Most crime dramas thrive on ever-increasing tension, long car chases and bloody shoot-outs, so the fact that Frédéric Tellier’s new movie has very few of these elements makes it refreshingly distinctive. Focusing on the police investigations into the murders committed during the 1990s by the notorious Paris serial killer Guy George, the director explores the mundanity of the day-to-day work of detectives at a time (still so relatively recent) when DNA evidence was not yet admissible in France and investigators lacked modern scientific technology (or even mobile phones) to assist them.
The film cuts back and forth between the error-strewn years of investigation and the trial of Guy George in 2001. Given the fact that most viewers will know the outcome of the trial, the scenes depicting the various wrong turnings and people erroneously arrested lack dramatic tension and tend to drag (this is yet another movie lasting two hours that could easily have had half an hour lopped off).

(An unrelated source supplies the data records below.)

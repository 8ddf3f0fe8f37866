/*!
app.rs - dispatcher: registry + configuration + output / prompt capabilities.

Lifecycle:
  App::new(config)      registry bound to `config.commands_dir`
  App::bootstrap()      validate config, scan commands_dir, register built-ins
                        (`help` through the internal path, `exec` normally)
  App::run(argv)        resolve argv[0], bind the rest, execute

Exit codes:
  0  success, global help, command usage (`--help`)
  1  the command body returned an error ("exec error :" + cause chain)
  2  configuration / resolution / binding failure (help or usage first)

A command body may return `Outcome::Delegate`; the delegated source is
registered and dispatched in the same loop with the tokens it handed back.
*/

use std::sync::Arc;

use crate::bind::{Binding, bind};
use crate::cmd::{exec_command, global_help_lines, help_command, usage_lines};
use crate::command::{Command, CommandContext, Outcome};
use crate::config::AppConfig;
use crate::error::{CliError, EXIT_EXECUTION};
use crate::registry::{self, CommandSource, Registry};
use crate::schema::{CommandSpec, OptionSpec};
use crate::utils::format::{Role, color};
use crate::utils::output::{OutputSink, TerminalSink};
use crate::utils::prompt::{Prompter, StdinPrompter};

pub struct App {
    config: AppConfig,
    registry: Registry,
    globals: Vec<OptionSpec>,
    sink: Arc<dyn OutputSink>,
    prompter: Arc<dyn Prompter>,
}

impl App {
    pub fn new(config: AppConfig) -> Self {
        let registry = Registry::with_commands_dir(config.commands_dir.clone());
        let globals = config.global_options();
        Self {
            config,
            registry,
            globals,
            sink: Arc::new(TerminalSink::default()),
            prompter: Arc::new(StdinPrompter),
        }
    }

    pub fn with_sink(mut self, sink: Arc<dyn OutputSink>) -> Self {
        self.sink = sink;
        self
    }

    pub fn with_prompter(mut self, prompter: Arc<dyn Prompter>) -> Self {
        self.prompter = prompter;
        self
    }

    pub fn config(&self) -> &AppConfig {
        &self.config
    }

    pub fn registry(&self) -> &Registry {
        &self.registry
    }

    pub fn globals(&self) -> &[OptionSpec] {
        &self.globals
    }

    /// Dynamic registration for embedding code.
    pub fn register(&mut self, source: impl Into<CommandSource>) -> Result<Arc<Command>, CliError> {
        self.registry.register(source)
    }

    pub fn bootstrap(&mut self) -> Result<(), CliError> {
        self.config.validate()?;

        if let Some(dir) = self.config.commands_dir.clone() {
            if dir.is_dir() {
                let count = self.registry.scan(&dir)?;
                tracing::debug!(dir = %dir.display(), count, "scanned commands directory");
            } else {
                tracing::warn!(dir = %dir.display(), "commands dir does not exist");
            }
        }

        self.registry.register_internal(help_command());
        match self.registry.register(exec_command()) {
            Ok(_) => {}
            Err(CliError::DuplicateCommand { name }) => {
                tracing::warn!(name = %name, "built-in exec command shadowed");
            }
            Err(e) => return Err(e),
        }
        Ok(())
    }

    /// Bootstrap, then dispatch `argv` (program name already stripped).
    pub async fn start(&mut self, argv: Vec<String>) -> i32 {
        if let Err(e) = self.bootstrap() {
            self.report(&e.to_string());
            return e.exit_code();
        }
        self.run(argv).await
    }

    pub async fn run(&mut self, argv: Vec<String>) -> i32 {
        let Some((token, rest)) = argv.split_first() else {
            self.print_help();
            return 0;
        };
        if token == "-h" || token == "--help" {
            self.print_help();
            return 0;
        }

        let command = match self.registry.resolve(token, self.prompter.as_ref()) {
            Ok(command) => command,
            Err(e @ CliError::UnknownCommand { .. }) => {
                self.print_help();
                self.report(&e.to_string());
                return e.exit_code();
            }
            Err(e) => {
                self.report(&e.to_string());
                return e.exit_code();
            }
        };
        self.exec(command, rest.to_vec()).await
    }

    /// Bind `tokens` against `command` and run it.
    pub async fn exec(&mut self, mut command: Arc<Command>, mut tokens: Vec<String>) -> i32 {
        loop {
            let invocation = match bind(&command.spec, &tokens, &self.globals) {
                Ok(Binding::Help) => {
                    self.print_usage(&command.spec);
                    return 0;
                }
                Ok(Binding::Invocation(invocation)) => invocation,
                Err(e) => {
                    if e.wants_usage() {
                        self.print_usage(&command.spec);
                    }
                    self.report(&e.to_string());
                    return e.exit_code();
                }
            };
            if invocation.flag("quiet") {
                self.sink.set_quiet(true);
            }

            tracing::debug!(command = %command.spec.name, "dispatching");
            let outcome = {
                let ctx = CommandContext {
                    config: &self.config,
                    registry: &self.registry,
                    globals: &self.globals,
                    sink: self.sink.as_ref(),
                    prompter: self.prompter.as_ref(),
                };
                command.handler.exec(&invocation, &ctx).await
            };

            match outcome {
                Ok(Outcome::Done) => return 0,
                Ok(Outcome::Delegate { source, tokens: next }) => match self.adopt(source) {
                    Ok(delegate) => {
                        command = delegate;
                        tokens = next;
                    }
                    Err(e) => {
                        self.report(&e.to_string());
                        return e.exit_code();
                    }
                },
                Err(e) => {
                    self.report("exec error :");
                    self.report(&format!("{e:?}"));
                    return EXIT_EXECUTION;
                }
            }
        }
    }

    /// Register a delegated source; a manifest already loaded from the same file is reused.
    fn adopt(&mut self, source: CommandSource) -> Result<Arc<Command>, CliError> {
        let command = registry::load(source)?;
        if let Some(existing) = self.registry.get(command.name())
            && existing.origin.is_some()
            && existing.origin == command.origin
        {
            return Ok(existing);
        }
        self.registry.register(command)
    }

    pub fn print_help(&self) {
        let lines = global_help_lines(&self.config, &self.registry, &self.globals, self.sink.style());
        self.sink.print_lines(&lines);
    }

    fn report(&self, message: &str) {
        self.sink
            .error(&color(Role::Error, message, self.sink.style()));
    }

    fn print_usage(&self, spec: &CommandSpec) {
        self.sink.print_lines(&usage_lines(spec, self.sink.style()));
    }
}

What makes L’Affaire SK1 so watchable is Tellier’s decision to focus on failure rather than success. We follow the young investigator Magne (nicknamed Charlie by his colleagues, as in Charlemagne, and played by Raphaël Personnaz), who is hard-working and well-meaning but rarely gets things right or is in the right place at the right time. And, rather than concentrating on the victorious prosecution team, we follow the defense team, played by William Nadylam and the always excellent Nathalie Baye, as they interact with the charismatic, troubled serial killer (acted with sensitivity and panache by Adama Niane).
Of all the characters, Magne is the only one whose personal life is explored as he and his wife set up house and have two daughters, but strangely, this adds little to our understanding of his psychology.
Personnaz is an elegant and easy-on-the-eye actor, but he is forced to play the part of someone who lacks complexity, not helped by the underwritten role of his wife, who seems there solely to embody perfection and to say bland things like, “I know you aren’t listening to me, but I still love you,” and to step voluptuously naked out of the bath.
Whether this is deliberate or not, the camera lingers over her body as long as it does over each successive naked and bloodied murder victim (all of whom have perfect figures); some may argue that such detailed observation is necessary, but it made me uncomfortable.
Even with these misgivings, L’Affaire SK1 is worth seeing for the excellent acting, sumptuous photography (Paris has never looked so stunning) and unusual treatment of what could so easily have been turned into a generic crime thriller.